Witnessing Lower and Middle School life on any random school day this fall, so much looks and feels the same as any other school year, and yet, so much has changed. At morning dropoff, “Have a great day!” and “I love you!” ring out from car windows as grown-ups drive away from the curb once their students have passed health screenings. Masked students happily skip into the building, making a quick pit stop for hand sanitizer along the way. At Morning Meeting, I see concurrent learners on Google Meet making announcements and waving to their teachers. Everyone enters the school day, albeit in different ways, for a day of learning and connecting.

In classrooms and outdoors, students engage in all kinds of meaningful learning activities: 8th graders sketch realistically shaped eyeballs in art class with Justice Goodner; 6th graders discuss the “The Danger of a Single Story” in Humanities with Anne Holmes; kindergartners practice Spanish vocabulary on a scavenger hunt with Tina Brown; 5th graders write fanfiction chapters of R.J. Palacio’s Wonder from their own perspective with Billy Spalding; 3rd graders collect falling and changing leaves to observe, compare, and contrast with Christine Brinkmann; 2nd grade math students create number lines with sidewalk chalk in empty gym parking lot spaces. Learning is alive and well, both in-person and for our concurrent learners in Lower and Middle School.

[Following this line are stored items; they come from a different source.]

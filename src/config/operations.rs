//! Config loading, validation, and serialization.

use super::model::RenderConfig;
use super::types::MAX_BUFFER_CAPACITY;
use crate::error::{RenderError, Result};
use std::path::Path;

impl RenderConfig {
    /// Read, parse and validate a YAML config file. Unknown fields are ignored.
    pub fn load<P: AsRef<Path>>(path: P) -> Result<Self> {
        let path = path.as_ref();

        let content = std::fs::read_to_string(path).map_err(|e| {
            RenderError::Config(format!(
                "failed to read config file '{}': {}",
                path.display(),
                e
            ))
        })?;

        Self::from_yaml(&content)
    }

    /// Parse config from a YAML string.
    pub fn from_yaml(yaml: &str) -> Result<Self> {
        let config: RenderConfig = serde_yaml::from_str(yaml)
            .map_err(|e| RenderError::Config(format!("failed to parse config YAML: {}", e)))?;

        config.validate()?;
        Ok(config)
    }

    pub fn to_yaml(&self) -> Result<String> {
        serde_yaml::to_string(self).map_err(|e| {
            RenderError::Config(format!("failed to serialize config to YAML: {}", e))
        })
    }

    /// Reject a zero or oversized `buffer_capacity`.
    pub fn validate(&self) -> Result<()> {
        if self.buffer_capacity == 0 {
            return Err(RenderError::Config(
                "config validation failed: buffer_capacity must be greater than 0".to_string(),
            ));
        }

        if self.buffer_capacity > MAX_BUFFER_CAPACITY {
            return Err(RenderError::Config(format!(
                "config validation failed: buffer_capacity must be at most {} (found {})",
                MAX_BUFFER_CAPACITY, self.buffer_capacity
            )));
        }

        Ok(())
    }
}
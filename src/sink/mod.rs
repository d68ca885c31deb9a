//! Output destinations for rendered text.
//!
//! A template writes into exactly one active [`OutputSink`] per execution:
//! either its own [`StringBuffer`] or a destination supplied by the caller for
//! the duration of a single render call.
//!
//! # Ordering
//!
//! Writes are append-only and reach the destination in the order they were
//! issued, whether they came through the synchronous or asynchronous path.
//! Only destinations that are themselves asynchronous ever suspend; the
//! in-memory buffer completes every write immediately.

mod adapters;
mod buffer;


pub use adapters::{AsyncWriteSink, IoSink};
pub use buffer::StringBuffer;

use crate::error::Result;
use async_trait::async_trait;

/// A destination that rendered text is appended to.
#[async_trait]
pub trait OutputSink: Send {
    /// Append text synchronously.
    fn write_str(&mut self, text: &str) -> Result<()>;

    /// Append text, suspending only if the destination is asynchronous.
    async fn write_str_async(&mut self, text: &str) -> Result<()> {
        self.write_str(text)
    }

    /// Push any staged text through to the underlying destination.
    async fn flush_async(&mut self) -> Result<()> {
        Ok(())
    }
}

impl OutputSink for String {
    fn write_str(&mut self, text: &str) -> Result<()> {
        self.push_str(text);
        Ok(())
    }
}
use crate::error::Result;
use crate::sink::OutputSink;
use crate::template::{RazorTemplate, RenderContext, TemplateBody, from_fn};
use async_trait::async_trait;
use std::future::Future;
use std::task::Poll;

/// A template whose body writes `text` as a single literal.
pub(crate) fn literal_template(text: &'static str) -> RazorTemplate<impl TemplateBody> {
    RazorTemplate::new(from_fn(move |ctx| ctx.write_literal(text)))
}

/// Suspend exactly once, waking immediately.
pub(crate) fn yield_once() -> impl Future<Output = ()> + Send {
    let mut yielded = false;
    futures::future::poll_fn(move |cx| {
        if yielded {
            Poll::Ready(())
        } else {
            yielded = true;
            cx.waker().wake_by_ref();
            Poll::Pending
        }
    })
}

/// Writes its parts in order, suspending between each pair of writes.
pub(crate) struct Suspending {
    pub(crate) parts: Vec<&'static str>,
}

#[async_trait]
impl TemplateBody for Suspending {
    async fn execute(&self, ctx: &mut RenderContext<'_>) -> Result<()> {
        for part in &self.parts {
            ctx.write(*part)?;
            yield_once().await;
        }
        Ok(())
    }
}

/// Records every write it receives, tagged with the path it came through.
#[derive(Debug, Default)]
pub(crate) struct RecordingSink {
    pub(crate) calls: Vec<String>,
    pub(crate) flushes: usize,
}

impl RecordingSink {
    pub(crate) fn text(&self) -> String {
        self.calls
            .iter()
            .map(|call| call.split_once(':').map_or("", |(_, text)| text))
            .collect()
    }
}

#[async_trait]
impl OutputSink for RecordingSink {
    fn write_str(&mut self, text: &str) -> Result<()> {
        self.calls.push(format!("sync:{}", text));
        Ok(())
    }

    async fn write_str_async(&mut self, text: &str) -> Result<()> {
        self.calls.push(format!("async:{}", text));
        Ok(())
    }

    async fn flush_async(&mut self) -> Result<()> {
        self.flushes += 1;
        Ok(())
    }
}
//! Razorblade: execution runtime for compiled Razor-style templates.
//!
//! A template compiler turns markup-plus-code into a type implementing
//! [`TemplateBody`]. This crate supplies everything that body runs against:
//! literal and value writes with HTML escaping, conditional attributes,
//! composition of templates without double escaping, layouts with sections,
//! and synchronous or asynchronous rendering into the template's own buffer or
//! into a caller-supplied [`OutputSink`].
//!
//! ```
//! use razorblade::{RazorTemplate, from_fn};
//!
//! let mut template = RazorTemplate::new(from_fn(|ctx| {
//!     ctx.write_literal("<p>")?;
//!     ctx.write("Tom & Jerry")?;
//!     ctx.write_literal("</p>")
//! }));
//!
//! assert_eq!(template.render()?, "<p>Tom &amp; Jerry</p>");
//! # Ok::<(), razorblade::RenderError>(())
//! ```

pub mod attribute;
pub mod config;
pub mod encoding;
pub mod error;
pub mod sink;
pub mod template;
pub mod value;

#[cfg(test)]
mod test_support;

pub use config::{OutputEncoding, RenderConfig};
pub use encoding::{EncodedContent, EncodedText, HtmlString, escape_html};
pub use error::{RenderError, Result};
pub use sink::{AsyncWriteSink, IoSink, OutputSink, StringBuffer};
pub use template::{FnBody, NestedTemplate, RazorTemplate, RenderContext, TemplateBody, from_fn};
pub use value::Value;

Meanwhile, concurrent learning protocols and safety and health protocols for in-person learners provide challenges and opportunities to grow as a community. Resilience, care, patience, and compassion abound. Teachers and in-person learners work together to be sure they join concurrent learners for classes and are engaged in the learning community as fully as possible. Concurrent learners are adapting, too, understanding that teachers may need some grace time as they move from classroom to classroom. Reconnecting technology platforms in each learning space and ensuring the physical needs of in-person learners take a bit of time before teachers log in to teach synchronous lessons to all learners. Our in-person students have adapted to the health screening checks, the frequent hand cleaning, table sanitizing, mask-wearing, and changing protocols in recess and lunch. The only semi-frequent reminder our in-person learners have needed is to remember to socially distance in times that seem unusual to do so, such as coming in and out of doors from recess. We remain committed to reminding in-person students of health and safety protocols until they are second nature to us all. Please discuss this with your students at home, too, reminding them of the importance of maintaining social distance of 6’ or more at all times, especially during transitions during the day. 

As we move forward into the second quarter of this school year together, we will continue to refine our concurrent learning practices and to find ways to make sure all of our students are making progress as learners and as growing, thriving humans. Thank you for your continued partnership as we do school in ways that respects the young people entrusted into our care! We are always here to listen, to learn, to collaborate, and to support you as we work with your children. Please be sure to answer the survey should you decide to change your child’s mode of learning for the upcoming decision period, too. We’re excited to continue the work of teaching and learning this year, both responding to the unique challenges of our changing world while also learning valuable lessons that will enable us to live out our Vision and Mission as a school more fully.